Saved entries
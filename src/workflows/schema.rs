//! Workflow file schema.
//!
//! ```yaml
//! name: release-notes
//! description: Summarise the branch and open a PR
//! params:
//!   use_ai: true
//! steps:
//!   - plugin: git
//!     step: status
//!   - id: notes
//!     name: Render notes
//!     command: ./scripts/notes.sh ${current_branch}
//!     optional: true
//! ```

use serde::{Deserialize, Serialize};
use serde_json::{Map, Value};

use super::WorkflowLoadError;

/// A workflow as written in YAML.
#[derive(Debug, Clone, PartialEq, Serialize, Deserialize)]
pub struct WorkflowDefinition {
    /// Name used on the command line
    pub name: String,

    #[serde(default, skip_serializing_if = "Option::is_none")]
    pub description: Option<String>,

    /// Stop on the first error (default true)
    #[serde(default = "default_halt_on_error")]
    pub halt_on_error: bool,

    /// Values seeded into the context before the first step
    #[serde(default, skip_serializing_if = "Map::is_empty")]
    pub params: Map<String, Value>,

    pub steps: Vec<StepDefinition>,
}

fn default_halt_on_error() -> bool {
    true
}

/// One entry of `steps`.
#[derive(Debug, Clone, PartialEq, Default, Serialize, Deserialize)]
pub struct StepDefinition {
    #[serde(default, skip_serializing_if = "Option::is_none")]
    pub id: Option<String>,

    /// Display name
    #[serde(default, skip_serializing_if = "Option::is_none")]
    pub name: Option<String>,

    #[serde(default, skip_serializing_if = "Option::is_none")]
    pub plugin: Option<String>,

    #[serde(default, skip_serializing_if = "Option::is_none")]
    pub step: Option<String>,

    /// Shell command with `${key}` placeholders
    #[serde(default, skip_serializing_if = "Option::is_none")]
    pub command: Option<String>,

    /// Errors become skips
    #[serde(default)]
    pub optional: bool,

    /// Values written to the context right before this step runs
    #[serde(default, skip_serializing_if = "Map::is_empty")]
    pub params: Map<String, Value>,
}

/// What a step entry refers to.
#[derive(Debug, Clone, Copy, PartialEq, Eq)]
pub enum StepTarget<'a> {
    Plugin { plugin: &'a str, step: &'a str },
    Command(&'a str),
}

impl StepDefinition {
    /// Plugin step entry.
    pub fn plugin(plugin: impl Into<String>, step: impl Into<String>) -> Self {
        Self { plugin: Some(plugin.into()), step: Some(step.into()), ..Self::default() }
    }

    /// Shell command entry.
    pub fn command(command: impl Into<String>) -> Self {
        Self { command: Some(command.into()), ..Self::default() }
    }

    /// Label used in messages: `id`, then `name`, then the target.
    pub fn label(&self) -> String {
        if let Some(label) = self.id.as_ref().or(self.name.as_ref()) {
            return label.clone();
        }
        match (&self.plugin, &self.step, &self.command) {
            (Some(plugin), Some(step), _) => format!("{plugin}.{step}"),
            (_, _, Some(command)) => command.clone(),
            _ => "<unnamed>".to_string(),
        }
    }

    /// Exactly one of `plugin`+`step` or `command`.
    pub fn target(&self, index: usize) -> Result<StepTarget<'_>, WorkflowLoadError> {
        let invalid = |reason: &str| WorkflowLoadError::InvalidStep {
            index: index + 1,
            label: self.label(),
            reason: reason.to_string(),
        };

        match (self.plugin.as_deref(), self.step.as_deref(), self.command.as_deref()) {
            (Some(plugin), Some(step), None) => Ok(StepTarget::Plugin { plugin, step }),
            (None, None, Some(command)) if !command.trim().is_empty() => {
                Ok(StepTarget::Command(command))
            }
            (None, None, Some(_)) => Err(invalid("command is empty")),
            (Some(_), Some(_), Some(_)) => Err(invalid("has both plugin/step and command")),
            (Some(_), None, _) => Err(invalid("plugin without step")),
            (None, Some(_), _) => Err(invalid("step without plugin")),
            (None, None, None) => Err(invalid("needs plugin+step or command")),
        }
    }
}

impl WorkflowDefinition {
    /// Parse and validate a YAML document.
    pub fn from_yaml(content: &str) -> Result<Self, WorkflowLoadError> {
        let definition: Self = serde_yaml::from_str(content)?;
        definition.validate()?;
        Ok(definition)
    }

    /// Check the name and every step entry.
    pub fn validate(&self) -> Result<(), WorkflowLoadError> {
        if self.name.trim().is_empty() {
            return Err(WorkflowLoadError::Invalid("workflow name cannot be empty".to_string()));
        }
        if self.steps.is_empty() {
            return Err(WorkflowLoadError::Invalid(format!(
                "workflow '{}' has no steps",
                self.name
            )));
        }
        for (index, step) in self.steps.iter().enumerate() {
            step.target(index)?;
        }
        Ok(())
    }
}
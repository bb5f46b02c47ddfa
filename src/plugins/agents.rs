//! AI agent steps.

use crate::agents::{
    agent_step, AtomicCommitsAgent, ChangeAnalysis, CommitMessageAgent, PrDescriptionAgent,
};
use crate::core::{SecretStore, Settings};
use crate::plugins::{Plugin, StepDescriptor};

/// Steps backed by the configured AI provider.
pub struct AgentsPlugin;

impl Plugin for AgentsPlugin {
    fn name(&self) -> &str {
        "agents"
    }

    fn description(&self) -> &str {
        "AI analysis of repository changes"
    }

    fn is_available(&self, settings: &Settings, secrets: &SecretStore) -> bool {
        crate::ai::client_from_settings(settings, secrets).is_ok()
    }

    fn steps(&self) -> Vec<StepDescriptor> {
        vec![
            StepDescriptor::new("analyze_changes", "Review uncommitted changes", || {
                agent_step(ChangeAnalysis)
            }),
            StepDescriptor::new("suggest_commit_message", "Propose a conventional commit", || {
                agent_step(CommitMessageAgent)
            }),
            StepDescriptor::new("suggest_pr_description", "Draft a pull request title and body", || {
                agent_step(PrDescriptionAgent)
            }),
            StepDescriptor::new(
                "ai_create_atomic_commits",
                "Split changes into several AI-planned commits",
                || agent_step(AtomicCommitsAgent),
            ),
        ]
    }
}
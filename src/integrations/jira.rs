//! Jira issue tracker integration (REST API v2).

use std::time::Duration;

use serde::{Deserialize, Serialize};

use crate::core::{SecretStore, Settings};

/// Secret holding the Jira API token.
pub const JIRA_TOKEN_SECRET: &str = "jira_api_token";

/// Errors from the issue tracker.
#[derive(Debug, thiserror::Error)]
pub enum IssueTrackerError {
    #[error("HTTP error: {0}")]
    Http(#[from] reqwest::Error),

    #[error("Jira API error: {message} (status: {status})")]
    Api { status: u16, message: String },

    #[error("Authentication failed: {0}")]
    Auth(String),

    #[error("Issue not found: {0}")]
    NotFound(String),

    #[error("Invalid response: {0}")]
    InvalidResponse(String),

    #[error("Jira is not configured: {0}")]
    NotConfigured(String),
}

/// Result type for issue tracker operations.
pub type IssueTrackerResult<T> = Result<T, IssueTrackerError>;

/// A tracker issue, flattened from the API shape.
#[derive(Debug, Clone, PartialEq, Eq, Serialize, Deserialize)]
pub struct Issue {
    pub key: String,
    pub summary: String,
    pub status: String,
    pub issue_type: String,
    #[serde(default, skip_serializing_if = "Option::is_none")]
    pub assignee: Option<String>,
    #[serde(default, skip_serializing_if = "Option::is_none")]
    pub priority: Option<String>,
    #[serde(default, skip_serializing_if = "Option::is_none")]
    pub description: Option<String>,
    /// Browser URL of the issue
    pub url: String,
}

impl Issue {
    /// One-line label used in selection prompts.
    pub fn choice_label(&self) -> String {
        let summary: String = self.summary.chars().take(60).collect();
        let assignee = self.assignee.as_deref().unwrap_or("Unassigned");
        format!("{} [{}] {} ({} | {})", self.key, self.status, summary, assignee, self.issue_type)
    }
}

/// Issue lookup used by workflow steps.
pub trait IssueTracker: Send + Sync {
    fn get_issue(&self, key: &str) -> IssueTrackerResult<Issue>;

    fn search(&self, jql: &str, limit: usize) -> IssueTrackerResult<Vec<Issue>>;
}

const ISSUE_FIELDS: &[&str] = &["summary", "status", "issuetype", "assignee", "priority", "description"];

/// Jira REST v2 client.
///
/// Uses basic auth (`email` + API token) for Jira Cloud, or a bearer
/// personal access token when no email is configured.
pub struct JiraClient {
    base_url: String,
    email: Option<String>,
    token: String,
    client: reqwest::blocking::Client,
}

impl JiraClient {
    pub fn new(
        base_url: impl Into<String>,
        email: Option<String>,
        token: impl Into<String>,
    ) -> IssueTrackerResult<Self> {
        let client = reqwest::blocking::Client::builder()
            .timeout(Duration::from_secs(30))
            .user_agent(format!("titan-cli/{}", env!("CARGO_PKG_VERSION")))
            .build()?;

        Ok(Self {
            base_url: base_url.into().trim_end_matches('/').to_string(),
            email,
            token: token.into(),
            client,
        })
    }

    fn authorize(
        &self,
        request: reqwest::blocking::RequestBuilder,
    ) -> reqwest::blocking::RequestBuilder {
        let request = request.header("Accept", "application/json");
        match &self.email {
            Some(email) => request.basic_auth(email, Some(&self.token)),
            None => request.bearer_auth(&self.token),
        }
    }

    fn handle_response<T: serde::de::DeserializeOwned>(
        response: reqwest::blocking::Response,
        subject: &str,
    ) -> IssueTrackerResult<T> {
        let status = response.status();

        if status.is_success() {
            return response.json().map_err(|e| IssueTrackerError::InvalidResponse(e.to_string()));
        }

        let body = response.text().unwrap_or_else(|_| "Unknown error".to_string());
        let message = serde_json::from_str::<JiraErrorBody>(&body)
            .ok()
            .and_then(|e| (!e.error_messages.is_empty()).then(|| e.error_messages.join("; ")))
            .unwrap_or(body);

        match status.as_u16() {
            401 | 403 => Err(IssueTrackerError::Auth(message)),
            404 => Err(IssueTrackerError::NotFound(subject.to_string())),
            code => Err(IssueTrackerError::Api { status: code, message }),
        }
    }

    fn to_issue(&self, raw: RawIssue) -> Issue {
        Issue {
            url: format!("{}/browse/{}", self.base_url, raw.key),
            key: raw.key,
            summary: raw.fields.summary,
            status: raw.fields.status.map(|s| s.name).unwrap_or_default(),
            issue_type: raw.fields.issuetype.map(|t| t.name).unwrap_or_default(),
            assignee: raw.fields.assignee.map(|a| a.display_name),
            priority: raw.fields.priority.map(|p| p.name),
            description: raw.fields.description,
        }
    }
}

impl IssueTracker for JiraClient {
    fn get_issue(&self, key: &str) -> IssueTrackerResult<Issue> {
        let url = format!(
            "{}/rest/api/2/issue/{}?fields={}",
            self.base_url,
            urlencoding::encode(key),
            ISSUE_FIELDS.join(",")
        );

        let response = self.authorize(self.client.get(url)).send()?;
        let raw: RawIssue = Self::handle_response(response, key)?;
        Ok(self.to_issue(raw))
    }

    fn search(&self, jql: &str, limit: usize) -> IssueTrackerResult<Vec<Issue>> {
        tracing::debug!(jql, limit, "Searching Jira");

        let body = SearchRequest { jql, max_results: limit, fields: ISSUE_FIELDS };
        let response = self
            .authorize(self.client.post(format!("{}/rest/api/2/search", self.base_url)))
            .json(&body)
            .send()?;

        let result: SearchResponse = Self::handle_response(response, jql)?;
        Ok(result.issues.into_iter().map(|raw| self.to_issue(raw)).collect())
    }
}

#[derive(Debug, Serialize)]
#[serde(rename_all = "camelCase")]
struct SearchRequest<'a> {
    jql: &'a str,
    max_results: usize,
    fields: &'a [&'a str],
}

#[derive(Debug, Deserialize)]
struct SearchResponse {
    #[serde(default)]
    issues: Vec<RawIssue>,
}

#[derive(Debug, Deserialize)]
struct RawIssue {
    key: String,
    fields: RawFields,
}

#[derive(Debug, Deserialize)]
struct RawFields {
    #[serde(default)]
    summary: String,
    status: Option<Named>,
    issuetype: Option<Named>,
    assignee: Option<RawUser>,
    priority: Option<Named>,
    description: Option<String>,
}

#[derive(Debug, Deserialize)]
struct Named {
    name: String,
}

#[derive(Debug, Deserialize)]
#[serde(rename_all = "camelCase")]
struct RawUser {
    display_name: String,
}

#[derive(Debug, Deserialize)]
#[serde(rename_all = "camelCase")]
struct JiraErrorBody {
    #[serde(default)]
    error_messages: Vec<String>,
}

/// Build a Jira client from `[plugins.jira.config]` and secrets.
pub fn jira_from_settings(
    settings: &Settings,
    secrets: &SecretStore,
) -> IssueTrackerResult<Box<dyn IssueTracker>> {
    let base_url = settings
        .plugin_str("jira", "base_url")
        .ok_or_else(|| IssueTrackerError::NotConfigured("missing base_url".to_string()))?;
    let token = secrets.get(JIRA_TOKEN_SECRET).ok_or_else(|| {
        IssueTrackerError::NotConfigured(format!("missing secret '{JIRA_TOKEN_SECRET}'"))
    })?;
    let email = settings.plugin_str("jira", "email");

    Ok(Box::new(JiraClient::new(base_url, email, token.expose())?))
}
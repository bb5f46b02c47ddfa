//! Plugin registry.
//!
//! A plugin is a named bundle of step factories. Plugins are registered
//! explicitly; [`PluginRegistry::builtin`] knows the ones shipped with Titan:
//!
//! - `git` - status, diff, commit message prompt, commit, push
//! - `github` - pull request details and creation
//! - `jira` - issue search, selection and lookup
//! - `agents` - AI analysis steps
//!
//! ```toml
//! [plugins.jira]
//! enabled = true
//!
//! [plugins.jira.config]
//! base_url = "https://acme.atlassian.net"
//! email = "dev@acme.io"
//! ```

mod agents;
mod git;
mod github;
mod jira;

pub use agents::AgentsPlugin;
pub use git::GitPlugin;
pub use github::GitHubPlugin;
pub use jira::JiraPlugin;

use std::collections::BTreeMap;

use crate::core::{SecretStore, Settings};
use crate::engine::{Step, WorkflowResult};

/// Errors from plugin and step lookup.
#[derive(Debug, Clone, PartialEq, Eq, thiserror::Error)]
pub enum RegistryError {
    #[error("Unknown plugin: {0}")]
    UnknownPlugin(String),

    #[error("Plugin '{plugin}' has no step '{step}'")]
    UnknownStep { plugin: String, step: String },

    #[error("Plugin '{0}' is disabled in configuration")]
    Disabled(String),

    #[error("Plugin '{0}' is already registered")]
    Duplicate(String),

    #[error("Plugin '{plugin}' depends on '{dependency}', which is not registered")]
    MissingDependency { plugin: String, dependency: String },
}

/// Factory for a step provided by a plugin.
#[derive(Debug, Clone, Copy)]
pub struct StepDescriptor {
    pub name: &'static str,
    pub description: &'static str,
    pub factory: fn() -> Box<dyn Step>,
}

impl StepDescriptor {
    pub const fn new(
        name: &'static str,
        description: &'static str,
        factory: fn() -> Box<dyn Step>,
    ) -> Self {
        Self { name, description, factory }
    }
}

/// A named bundle of steps.
pub trait Plugin: Send + Sync {
    fn name(&self) -> &str;

    fn description(&self) -> &str;

    /// Plugins that must be registered alongside this one.
    fn dependencies(&self) -> &[&str] {
        &[]
    }

    /// Whether the plugin has what it needs to work (configuration,
    /// credentials). Unavailable plugins still resolve; their steps report
    /// the missing collaborator when run.
    fn is_available(&self, _settings: &Settings, _secrets: &SecretStore) -> bool {
        true
    }

    fn steps(&self) -> Vec<StepDescriptor>;
}

/// Name → plugin map.
#[derive(Default)]
pub struct PluginRegistry {
    plugins: BTreeMap<String, Box<dyn Plugin>>,
}

impl PluginRegistry {
    /// Empty registry.
    pub fn new() -> Self {
        Self::default()
    }

    /// Registry with every built-in plugin.
    pub fn builtin() -> Self {
        let mut registry = Self::new();
        let plugins: [Box<dyn Plugin>; 4] = [
            Box::new(GitPlugin),
            Box::new(GitHubPlugin),
            Box::new(JiraPlugin),
            Box::new(AgentsPlugin),
        ];
        for plugin in plugins {
            let name = plugin.name().to_string();
            registry.plugins.insert(name, plugin);
        }
        registry
    }

    /// Add a plugin. Names are unique.
    pub fn register(&mut self, plugin: impl Plugin + 'static) -> Result<(), RegistryError> {
        let name = plugin.name().to_string();
        if self.plugins.contains_key(&name) {
            return Err(RegistryError::Duplicate(name));
        }
        tracing::debug!(plugin = %name, "Registered plugin");
        self.plugins.insert(name, Box::new(plugin));
        Ok(())
    }

    pub fn get(&self, name: &str) -> Option<&dyn Plugin> {
        self.plugins.get(name).map(AsRef::as_ref)
    }

    /// Registered plugins, by name.
    pub fn list(&self) -> impl Iterator<Item = &dyn Plugin> {
        self.plugins.values().map(AsRef::as_ref)
    }

    pub fn len(&self) -> usize {
        self.plugins.len()
    }

    pub fn is_empty(&self) -> bool {
        self.plugins.is_empty()
    }

    /// Create a step by plugin and step name.
    pub fn step(&self, plugin: &str, step: &str) -> Result<Box<dyn Step>, RegistryError> {
        let found = self.get(plugin).ok_or_else(|| RegistryError::UnknownPlugin(plugin.to_string()))?;
        let descriptor = found.steps().into_iter().find(|d| d.name == step).ok_or_else(|| {
            RegistryError::UnknownStep { plugin: plugin.to_string(), step: step.to_string() }
        })?;
        Ok((descriptor.factory)())
    }

    /// Every dependency that is not registered.
    pub fn check_dependencies(&self) -> Vec<RegistryError> {
        self.list()
            .flat_map(|plugin| {
                plugin
                    .dependencies()
                    .iter()
                    .filter(|dep| !self.plugins.contains_key(**dep))
                    .map(|dep| RegistryError::MissingDependency {
                        plugin: plugin.name().to_string(),
                        dependency: (*dep).to_string(),
                    })
                    .collect::<Vec<_>>()
            })
            .collect()
    }
}

impl std::fmt::Debug for PluginRegistry {
    fn fmt(&self, f: &mut std::fmt::Formatter<'_>) -> std::fmt::Result {
        f.debug_struct("PluginRegistry").field("plugins", &self.plugins.keys()).finish()
    }
}

pub(crate) const UI_NOT_AVAILABLE: &str = "UI is not available for prompting";

/// Error result for a failed collaborator call, keeping the cause.
pub(crate) fn failure<E>(what: &str, err: E) -> WorkflowResult
where
    E: std::error::Error + Send + Sync + 'static,
{
    WorkflowResult::error_with_cause(format!("{what}: {err}"), err)
}

#[cfg(test)]
mod tests {
    use super::*;
    use crate::engine::{step, WorkflowResult};

    struct DemoPlugin;

    impl Plugin for DemoPlugin {
        fn name(&self) -> &str {
            "demo"
        }

        fn description(&self) -> &str {
            "Demo steps"
        }

        fn dependencies(&self) -> &[&str] {
            &["missing"]
        }

        fn steps(&self) -> Vec<StepDescriptor> {
            vec![StepDescriptor::new("hello", "Say hello", || {
                step("hello", |_ctx| Ok(WorkflowResult::success("hello")))
            })]
        }
    }

    #[test]
    fn test_builtin_plugins() {
        let registry = PluginRegistry::builtin();
        let names: Vec<&str> = registry.list().map(|p| p.name()).collect();
        assert_eq!(names, vec!["agents", "git", "github", "jira"]);
        assert!(registry.check_dependencies().is_empty());
    }

    #[test]
    fn test_step_lookup() {
        let registry = PluginRegistry::builtin();
        assert_eq!(registry.step("git", "status").unwrap().name(), "status");

        assert_eq!(
            registry.step("svn", "status").err(),
            Some(RegistryError::UnknownPlugin("svn".to_string()))
        );
        assert!(matches!(
            registry.step("git", "rebase").err(),
            Some(RegistryError::UnknownStep { .. })
        ));
    }

    #[test]
    fn test_register_and_duplicates() {
        let mut registry = PluginRegistry::new();
        assert!(registry.is_empty());
        registry.register(DemoPlugin).unwrap();
        assert_eq!(registry.register(DemoPlugin), Err(RegistryError::Duplicate("demo".to_string())));
        assert_eq!(registry.step("demo", "hello").unwrap().name(), "hello");
    }

    #[test]
    fn test_missing_dependency_reported() {
        let mut registry = PluginRegistry::new();
        registry.register(DemoPlugin).unwrap();
        assert_eq!(
            registry.check_dependencies(),
            vec![RegistryError::MissingDependency {
                plugin: "demo".to_string(),
                dependency: "missing".to_string()
            }]
        );
    }

    #[test]
    fn test_github_requires_git() {
        let mut registry = PluginRegistry::new();
        registry.register(GitHubPlugin).unwrap();
        assert_eq!(registry.check_dependencies().len(), 1);
    }
}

## ABOUT THIS TASK
Filter the lines above so that only those with the string "RawFields" remain, then copy them.

## SOLUTION FOR THIS TASK
    fields: RawFields,
struct RawFields {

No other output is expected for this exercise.